* TASK TO CARRY OUT:
Repeat each record below exactly as it is written.

====== RECORD EXTRACTS

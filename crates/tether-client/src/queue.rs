//! Outbound queue for messages sent while not connected.
//!
//! Strict FIFO, never reordered or deduplicated. Bounded by `maxQueued`;
//! what happens at the bound is the configured [`OverflowPolicy`].

use std::collections::VecDeque;

use tether_core::Envelope;
use tether_settings::{OverflowPolicy, QueueSettings};

use crate::pending::{Responder, SendOptions};

/// A message waiting for the connection to authenticate.
#[derive(Debug)]
pub struct QueueEntry {
    /// The envelope, already stamped with its ID.
    pub envelope: Envelope,
    /// Options it was sent with.
    pub options: SendOptions,
    /// Waiter for the response, when one is expected.
    pub responder: Option<Responder>,
}

/// Result of [`OutboundQueue::push`].
#[derive(Debug)]
pub enum PushOutcome {
    /// Appended.
    Queued,
    /// Appended after evicting the returned oldest entry.
    Evicted(QueueEntry),
    /// Not appended; the entry is handed back.
    Rejected(QueueEntry),
}

/// Bounded FIFO of outbound messages.
#[derive(Debug)]
pub struct OutboundQueue {
    entries: VecDeque<QueueEntry>,
    max_queued: usize,
    policy: OverflowPolicy,
}

impl OutboundQueue {
    /// Create an empty queue.
    pub fn new(settings: &QueueSettings) -> Self {
        Self {
            entries: VecDeque::new(),
            max_queued: settings.max_queued.max(1),
            policy: settings.overflow,
        }
    }

    /// Append an entry, applying the overflow policy when full.
    pub fn push(&mut self, entry: QueueEntry) -> PushOutcome {
        if self.entries.len() < self.max_queued {
            self.entries.push_back(entry);
            return PushOutcome::Queued;
        }
        match self.policy {
            OverflowPolicy::RejectNew => PushOutcome::Rejected(entry),
            OverflowPolicy::DropOldest => {
                let evicted = self.entries.pop_front();
                self.entries.push_back(entry);
                match evicted {
                    Some(old) => PushOutcome::Evicted(old),
                    None => PushOutcome::Queued,
                }
            }
        }
    }

    /// Take every entry in enqueue order.
    pub fn drain(&mut self) -> Vec<QueueEntry> {
        self.entries.drain(..).collect()
    }

    /// Number of queued entries.
    pub fn len(&self) -> usize {
        self.entries.len()
    }

    /// Whether nothing is queued.
    pub fn is_empty(&self) -> bool {
        self.entries.is_empty()
    }

    /// Configured bound.
    pub fn capacity(&self) -> usize {
        self.max_queued
    }
}
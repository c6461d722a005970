//! # tether-core
//!
//! Foundation types for the tether realtime client.
//!
//! This crate provides the shared vocabulary that all other tether crates depend on:
//!
//! - **Branded IDs**: `EnvelopeId`, `SessionId`, `UserId`, `MatchId` as newtypes for type safety
//! - **Protocol**: [`MessageType`] and the [`Envelope`] wire wrapper
//! - **Errors**: [`ProtocolError`] via `thiserror`
//! - **Retry**: exponential backoff math for the reconnection state machine
//! - **Logging**: `tracing` subscriber bootstrap and test capture helpers

#![deny(unsafe_code)]

pub mod errors;
pub mod ids;
pub mod logging;
pub mod protocol;
pub mod retry;

pub use errors::ProtocolError;
pub use ids::{EnvelopeId, MatchId, SessionId, UserId};
pub use protocol::{Envelope, MessageType, Payload};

============

* THE COMPLETED TASK:
filename crates/tether-client/src/queue.rs
//! Outbound queue for messages sent while not connected.
//!
//! Strict FIFO, never reordered or deduplicated. Bounded by `maxQueued`;
//! what happens at the bound is the configured [`OverflowPolicy`].

use std::collections::VecDeque;

use tether_core::Envelope;
use tether_settings::{OverflowPolicy, QueueSettings};

use crate::pending::{Responder, SendOptions};

/// A message waiting for the connection to authenticate.
#[derive(Debug)]
pub struct QueueEntry {
    /// The envelope, already stamped with its ID.
    pub envelope: Envelope,
    /// Options it was sent with.
    pub options: SendOptions,
    /// Waiter for the response, when one is expected.
    pub responder: Option<Responder>,
}

/// Result of [`OutboundQueue::push`].
#[derive(Debug)]
pub enum PushOutcome {
    /// Appended.
    Queued,
    /// Appended after evicting the returned oldest entry.
    Evicted(QueueEntry),
    /// Not appended; the entry is handed back.
    Rejected(QueueEntry),
}

/// Bounded FIFO of outbound messages.
#[derive(Debug)]
pub struct OutboundQueue {
    entries: VecDeque<QueueEntry>,
    max_queued: usize,
    policy: OverflowPolicy,
}

impl OutboundQueue {
    /// Create an empty queue.
    pub fn new(settings: &QueueSettings) -> Self {
        Self {
            entries: VecDeque::new(),
            max_queued: settings.max_queued.max(1),
            policy: settings.overflow,
        }
    }

    /// Append an entry, applying the overflow policy when full.
    pub fn push(&mut self, entry: QueueEntry) -> PushOutcome {
        if self.entries.len() < self.max_queued {
            self.entries.push_back(entry);
            return PushOutcome::Queued;
        }
        match self.policy {
            OverflowPolicy::RejectNew => PushOutcome::Rejected(entry),
            OverflowPolicy::DropOldest => {
                let evicted = self.entries.pop_front();
                self.entries.push_back(entry);
                match evicted {
                    Some(old) => PushOutcome::Evicted(old),
                    None => PushOutcome::Queued,
                }
            }
        }
    }

    /// Take every entry in enqueue order.
    pub fn drain(&mut self) -> Vec<QueueEntry> {
        self.entries.drain(..).collect()
    }

    /// Number of queued entries.
    pub fn len(&self) -> usize {
        self.entries.len()
    }

    /// Whether nothing is queued.
    pub fn is_empty(&self) -> bool {
        self.entries.is_empty()
    }

    /// Configured bound.
    pub fn capacity(&self) -> usize {
        self.max_queued
    }
}
repository c6461d722a005970
//! # tether-core
//!
//! Foundation types for the tether realtime client.
//!
//! This crate provides the shared vocabulary that all other tether crates depend on:
//!
//! - **Branded IDs**: `EnvelopeId`, `SessionId`, `UserId`, `MatchId` as newtypes for type safety
//! - **Protocol**: [`MessageType`] and the [`Envelope`] wire wrapper
//! - **Errors**: [`ProtocolError`] via `thiserror`
//! - **Retry**: exponential backoff math for the reconnection state machine
//! - **Logging**: `tracing` subscriber bootstrap and test capture helpers

#![deny(unsafe_code)]

pub mod errors;
pub mod ids;
pub mod logging;
pub mod protocol;
pub mod retry;

pub use errors::ProtocolError;
pub use ids::{EnvelopeId, MatchId, SessionId, UserId};
pub use protocol::{Envelope, MessageType, Payload};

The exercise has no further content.